SCORSESE'S DEEP, impassioned affection for movies and his willingness to invest so much of his inner life into his own filmmaking beg the question: What becomes of a little boy who is already story-boarding at the age of 8?

Scorsese's total immersion in the culture of cinema, both as a viewer and a filmmaker, often amazes those who know him. Mention any obscure film, American or otherwise, and he can probably tell you the director, the studio and the year it was made. Since 1980, much of his free time has been devoted to the issue of film preservation, in an attempt to save color films of the '40s and '50s from falling into disrepair.

Now, his days are consumed with preparing for his next project, an updated version of the 1962 film noir, "Cape Fear." After that he will be working again with Winkler on a long-planned film biography of George and Ira Gershwin, which promises to satisfy once again his fondness for period recreations.

Scorsese's total love of film is apparent in his work.
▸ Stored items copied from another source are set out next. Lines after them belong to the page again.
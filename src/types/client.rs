//! Raw source rows and the joined per-client profile

use serde::{Deserialize, Serialize};
use std::collections::BTreeMap;

/// One row from the clients extract
#[derive(Debug, Clone, Serialize, Deserialize)]
pub struct ClientRow {
    pub client_id: u64,

    /// Gender code ("F", "M", or other)
    pub gender: String,

    /// Age in years
    pub age: i32,

    /// Declared yearly income
    pub income: f64,

    /// Ground-truth default flag (1 = defaulted); absent for unlabeled
    /// production records
    #[serde(default)]
    pub target: Option<u8>,
}

/// One row from the transactions extract
#[derive(Debug, Clone, Serialize, Deserialize)]
pub struct TransactionRow {
    pub transaction_id: u64,
    pub client_id: u64,
    pub product_id: u64,

    /// Transaction amount
    pub amount: f64,

    /// Days elapsed since the transaction
    pub days_since: i64,
}

/// One row from the products extract
#[derive(Debug, Clone, Serialize, Deserialize)]
pub struct ProductRow {
    pub product_id: u64,

    /// Product category label (e.g. "loan", "card")
    pub category: String,

    /// Yearly interest rate
    pub interest_rate: f64,

    /// Contract length in months
    pub tenor_months: i64,
}

/// Fully joined per-client record: client attributes plus transaction
/// aggregates and product mix. This is the unit the feature extractor
/// consumes, both at calibration time and inside scoring requests.
#[derive(Debug, Clone, Serialize, Deserialize)]
pub struct ClientProfile {
    pub client_id: u64,
    pub gender: String,
    pub age: i32,
    pub income: f64,

    /// Number of transactions on record
    pub n_transactions: u64,

    /// Sum of transaction amounts
    pub total_spent: f64,

    /// Mean transaction amount
    pub avg_ticket: f64,

    /// Days since the most recent transaction (999 when none)
    pub days_since_last: i64,

    /// Spend per product category; BTreeMap keeps category order stable
    /// across serialization
    #[serde(default)]
    pub spent_by_category: BTreeMap<String, f64>,

    /// Mean interest rate across the client's products
    pub avg_interest_rate: f64,

    /// Longest contract tenor in months
    pub max_tenor: i64,

    /// Ground-truth default flag, when known
    #[serde(default)]
    pub target: Option<u8>,
}

impl ClientProfile {
    /// Profile for a client with no transaction history.
    pub fn inactive(client: &ClientRow) -> Self {
        Self {
            client_id: client.client_id,
            gender: client.gender.clone(),
            age: client.age,
            income: client.income,
            n_transactions: 0,
            total_spent: 0.0,
            avg_ticket: 0.0,
            days_since_last: 999,
            spent_by_category: BTreeMap::new(),
            avg_interest_rate: 0.0,
            max_tenor: 0,
            target: client.target,
        }
    }

    /// Ground-truth label as a bool, when present.
    pub fn label(&self) -> Option<bool> {
        self.target.map(|t| t != 0)
    }
}

#[cfg(test)]
mod tests {
    use super::*;

    #[test]
    fn test_profile_serialization_round_trip() {
        let mut spent = BTreeMap::new();
        spent.insert("card".to_string(), 120.0);
        spent.insert("loan".to_string(), 4000.0);

        let profile = ClientProfile {
            client_id: 42,
            gender: "F".to_string(),
            age: 37,
            income: 54_000.0,
            n_transactions: 12,
            total_spent: 4120.0,
            avg_ticket: 343.3,
            days_since_last: 4,
            spent_by_category: spent,
            avg_interest_rate: 0.07,
            max_tenor: 48,
            target: Some(0),
        };

        let json = serde_json::to_string(&profile).unwrap();
        let back: ClientProfile = serde_json::from_str(&json).unwrap();

        assert_eq!(back.client_id, profile.client_id);
        assert_eq!(back.n_transactions, profile.n_transactions);
        assert_eq!(back.spent_by_category, profile.spent_by_category);
        assert_eq!(back.label(), Some(false));
    }

    #[test]
    fn test_inactive_profile_defaults() {
        let client = ClientRow {
            client_id: 7,
            gender: "M".to_string(),
            age: 51,
            income: 31_000.0,
            target: None,
        };

        let profile = ClientProfile::inactive(&client);
        assert_eq!(profile.n_transactions, 0);
        assert_eq!(profile.days_since_last, 999);
        assert_eq!(profile.label(), None);
    }
}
When combined with his penchant for intense personal exploration--and his ability to weave it all into the tapestry of his stories--his best movies exist, for many, on a kind of transcendental level far above the commercial fray.

There is, of course, a downside to all this, one that Scorsese sometimes appears reluctant to accept. When asked on the "American Masters" profile broadcast last July whether or not his entire life was rooted in film, he got testy. "Doesn't that make you a one-sided person?" he snapped. "It's just ridiculous, don't you think? If all I know is film, what other interest is there? Why are you talking to me? How could you be interested in what I'm saying? I have some thoughts about life, people, also."
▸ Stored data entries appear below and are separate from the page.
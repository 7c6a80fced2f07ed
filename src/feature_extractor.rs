//! Feature extraction for credit default scoring.
//!
//! Turns a joined [`ClientProfile`] into the fixed-order numeric vector the
//! ONNX model expects. The same extractor instance is used when calibrating
//! the decision threshold and when serving, so feature order can never
//! drift between the two.

use crate::types::client::ClientProfile;

/// Base numeric features before the per-category spend columns.
const BASE_FEATURES: [&str; 8] = [
    "age",
    "income",
    "n_transactions",
    "total_spent",
    "avg_ticket",
    "days_since_last",
    "avg_interest_rate",
    "max_tenor",
];

/// Feature extractor over a fixed product-category vocabulary.
///
/// Categories are sorted at construction; a profile's spend in a category
/// outside the vocabulary is ignored, and missing categories contribute 0.
pub struct FeatureExtractor {
    categories: Vec<String>,
}

impl FeatureExtractor {
    /// Create an extractor for the given category vocabulary.
    pub fn new(mut categories: Vec<String>) -> Self {
        categories.sort();
        categories.dedup();
        Self { categories }
    }

    /// Extract the model input vector from a client profile.
    ///
    /// Order: base numerics, spend per known category, gender code.
    pub fn extract(&self, client: &ClientProfile) -> Vec<f32> {
        let mut features = Vec::with_capacity(self.feature_count());

        features.push(client.age as f32);
        features.push(client.income as f32);
        features.push(client.n_transactions as f32);
        features.push(client.total_spent as f32);
        features.push(client.avg_ticket as f32);
        features.push(client.days_since_last as f32);
        features.push(client.avg_interest_rate as f32);
        features.push(client.max_tenor as f32);

        for category in &self.categories {
            let spent = client
                .spent_by_category
                .get(category)
                .copied()
                .unwrap_or(0.0);
            features.push(spent as f32);
        }

        features.push(gender_code(&client.gender));

        features
    }

    /// Number of features produced.
    pub fn feature_count(&self) -> usize {
        BASE_FEATURES.len() + self.categories.len() + 1
    }

    /// Feature names in extraction order.
    pub fn feature_names(&self) -> Vec<String> {
        let mut names: Vec<String> = BASE_FEATURES.iter().map(|s| s.to_string()).collect();
        names.extend(self.categories.iter().map(|c| format!("spent_{c}")));
        names.push("gender_code".to_string());
        names
    }

    /// Extract a whole dataset into a row-major matrix.
    pub fn extract_matrix(&self, clients: &[ClientProfile]) -> Vec<Vec<f32>> {
        clients.iter().map(|c| self.extract(c)).collect()
    }
}

fn gender_code(gender: &str) -> f32 {
    match gender {
        "F" | "f" => 0.0,
        "M" | "m" => 1.0,
        _ => 2.0,
    }
}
Now, in his office weeks later, Scorsese is less defensive. The words "spirituality" and "salvation" pop up in his conversation a lot and it becomes clear that for him filmmaking has become a kind of religion. He willingly admits that, in retrospect, he may well have become involved in making movies for the same reasons he initially studied for the priesthood. "I didn't set out specifically saying that I can put whatever emotions or passions I had for the priesthood into filmmaking. That happened. Would the same themes and ideas that I was interested in come across in theology or in preparatory seminaries? Possibly, I don't know. But evidently, yeah, they've stayed for a long time."

The key to understanding his theology, Scorsese says, is the English director Michael Powell. Like Cassavetes, Powell helped Scorsese comprehend his own all-consuming love of film. And, like Cassavetes, the 84-year-old Powell died recently, leaving a void in Scorsese's life. A vastly intelligent and erudite thinker, Powell was once quoted in an interview as saying: "I am not just a director with a personal style; I am cinema."

When he is asked to interpret that remark, Scorsese grows quiet. One can hear horns honking and sirens wailing through Times Square.

"It's a tough one to interpret," he finally answers. "You see, Michael understood movies, things that moved; that was the idea. Pictures that moved. Remember I told you I was always attracted to shots before lighting, the movement of the camera or the non-movement of the camera? We were both attracted to that. . . ." Scorsese is talking even faster now, with emotion in his voice. "And at a certain point, you can actually feel it go through your body. It's part of you. And sometimes, when it all comes together on the set, and especially when it comes together in the cutting room, it becomes part of you. It's like it just seeps out of your body. And you become what you're--you become the film you're making."

Scorsese's voice trails off. Maybe it's just that it's late in the interview, but he seems almost embarrassed, as if he has revealed too much of himself. Undoubtedly, he is aware of the implications of what he is saying--the implied loneliness and isolation. The alienation.

I am cinema. For a man who claimed it was a hard statement to interpret, Scorsese appears to comprehend its meaning implicitly, almost as if he'd said it himself.